(WORK ITEM):
Check every line of the data for the word "players", and copy those that have it.
== GIVEN ENTRIES ==
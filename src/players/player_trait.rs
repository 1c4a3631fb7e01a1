//! The common interface of the per-kind players.

use serde::Serialize;

use crate::players::pedestrian::{PedestrianPlayer, PedestrianState};
use crate::players::road_status::RoadStatusPlayer;
use crate::players::traffic_light::{StyledFeature, TrafficLightPlayer};
use crate::players::vehicle::{VehiclePlayer, VehicleState};
use crate::{LayerKind, ReplayError, SpatialBound};

/// One drawable item produced by a player for a single tick.
#[derive(Debug, Clone, PartialEq, Serialize)]
#[serde(tag = "kind", rename_all = "snake_case")]
pub enum RenderRecord {
    /// An interpolated vehicle.
    Vehicle(VehicleState),
    /// An interpolated pedestrian.
    Pedestrian(PedestrianState),
    /// A junction lane colored by its signal phase.
    TrafficLight(StyledFeature),
    /// A road colored by its congestion level.
    RoadStatus(StyledFeature),
}

impl RenderRecord {
    /// The layer this record belongs to.
    #[must_use]
    pub const fn kind(&self) -> LayerKind {
        match self {
            RenderRecord::Vehicle(_) => LayerKind::Vehicle,
            RenderRecord::Pedestrian(_) => LayerKind::Pedestrian,
            RenderRecord::TrafficLight(_) => LayerKind::TrafficLight,
            RenderRecord::RoadStatus(_) => LayerKind::RoadStatus,
        }
    }
}

/// A per-kind adapter owning one [`FrameCache`](crate::FrameCache).
///
/// Every tick the driver first awaits [`ensure`](EntityPlayer::ensure) on all active
/// players, then calls [`render`](EntityPlayer::render), which only reads the cache.
#[allow(async_fn_in_trait)]
pub trait EntityPlayer {
    /// The layer this player draws.
    fn kind(&self) -> LayerKind;

    /// Makes the frames needed to render `t` available.
    ///
    /// # Errors
    ///
    /// Propagates the cache's fetch errors; rendering stays possible with whatever
    /// frames are already stored.
    async fn ensure(&mut self, t: f64, bound: Option<SpatialBound>) -> Result<(), ReplayError>;

    /// Produces the render records for `t`. Returns nothing when `t` is not covered.
    fn render(&self, t: f64, pickable: bool) -> Vec<RenderRecord>;

    /// Drops all cached frames and in-flight requests.
    fn reset(&mut self);
}

/// One player of any kind, as owned by a [`Replay`](crate::Replay).
#[derive(Debug)]
pub enum AnyPlayer {
    /// Vehicle player.
    Vehicle(VehiclePlayer),
    /// Pedestrian player.
    Pedestrian(PedestrianPlayer),
    /// Traffic-light player.
    TrafficLight(TrafficLightPlayer),
    /// Road-status player.
    RoadStatus(RoadStatusPlayer),
}

impl EntityPlayer for AnyPlayer {
    fn kind(&self) -> LayerKind {
        match self {
            AnyPlayer::Vehicle(p) => p.kind(),
            AnyPlayer::Pedestrian(p) => p.kind(),
            AnyPlayer::TrafficLight(p) => p.kind(),
            AnyPlayer::RoadStatus(p) => p.kind(),
        }
    }

    async fn ensure(&mut self, t: f64, bound: Option<SpatialBound>) -> Result<(), ReplayError> {
        match self {
            AnyPlayer::Vehicle(p) => p.ensure(t, bound).await,
            AnyPlayer::Pedestrian(p) => p.ensure(t, bound).await,
            AnyPlayer::TrafficLight(p) => p.ensure(t, bound).await,
            AnyPlayer::RoadStatus(p) => p.ensure(t, bound).await,
        }
    }

    fn render(&self, t: f64, pickable: bool) -> Vec<RenderRecord> {
        match self {
            AnyPlayer::Vehicle(p) => p.render(t, pickable),
            AnyPlayer::Pedestrian(p) => p.render(t, pickable),
            AnyPlayer::TrafficLight(p) => p.render(t, pickable),
            AnyPlayer::RoadStatus(p) => p.render(t, pickable),
        }
    }

    fn reset(&mut self) {
        match self {
            AnyPlayer::Vehicle(p) => p.reset(),
            AnyPlayer::Pedestrian(p) => p.reset(),
            AnyPlayer::TrafficLight(p) => p.reset(),
            AnyPlayer::RoadStatus(p) => p.reset(),
        }
    }
}

impl From<VehiclePlayer> for AnyPlayer {
    fn from(player: VehiclePlayer) -> Self {
        AnyPlayer::Vehicle(player)
    }
}

impl From<PedestrianPlayer> for AnyPlayer {
    fn from(player: PedestrianPlayer) -> Self {
        AnyPlayer::Pedestrian(player)
    }
}

impl From<TrafficLightPlayer> for AnyPlayer {
    fn from(player: TrafficLightPlayer) -> Self {
        AnyPlayer::TrafficLight(player)
    }
}

impl From<RoadStatusPlayer> for AnyPlayer {
    fn from(player: RoadStatusPlayer) -> Self {
        AnyPlayer::RoadStatus(player)
    }
}

#[cfg(test)]
mod tests {
    use super::*;
    use crate::color::Rgba;

    #[test]
    fn record_kind_matches_variant() {
        let feature = StyledFeature {
            id: 1,
            color: Rgba::new(0, 0, 0, 0),
            pickable: false,
        };
        assert_eq!(
            RenderRecord::TrafficLight(feature.clone()).kind(),
            LayerKind::TrafficLight
        );
        assert_eq!(RenderRecord::RoadStatus(feature).kind(), LayerKind::RoadStatus);
    }
}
===
(ANSWER SECTION):
filename src/players/player_trait.rs
//! The common interface of the per-kind players.
use crate::players::pedestrian::{PedestrianPlayer, PedestrianState};
use crate::players::road_status::RoadStatusPlayer;
use crate::players::traffic_light::{StyledFeature, TrafficLightPlayer};
use crate::players::vehicle::{VehiclePlayer, VehicleState};
/// players, then calls [`render`](EntityPlayer::render), which only reads the cache.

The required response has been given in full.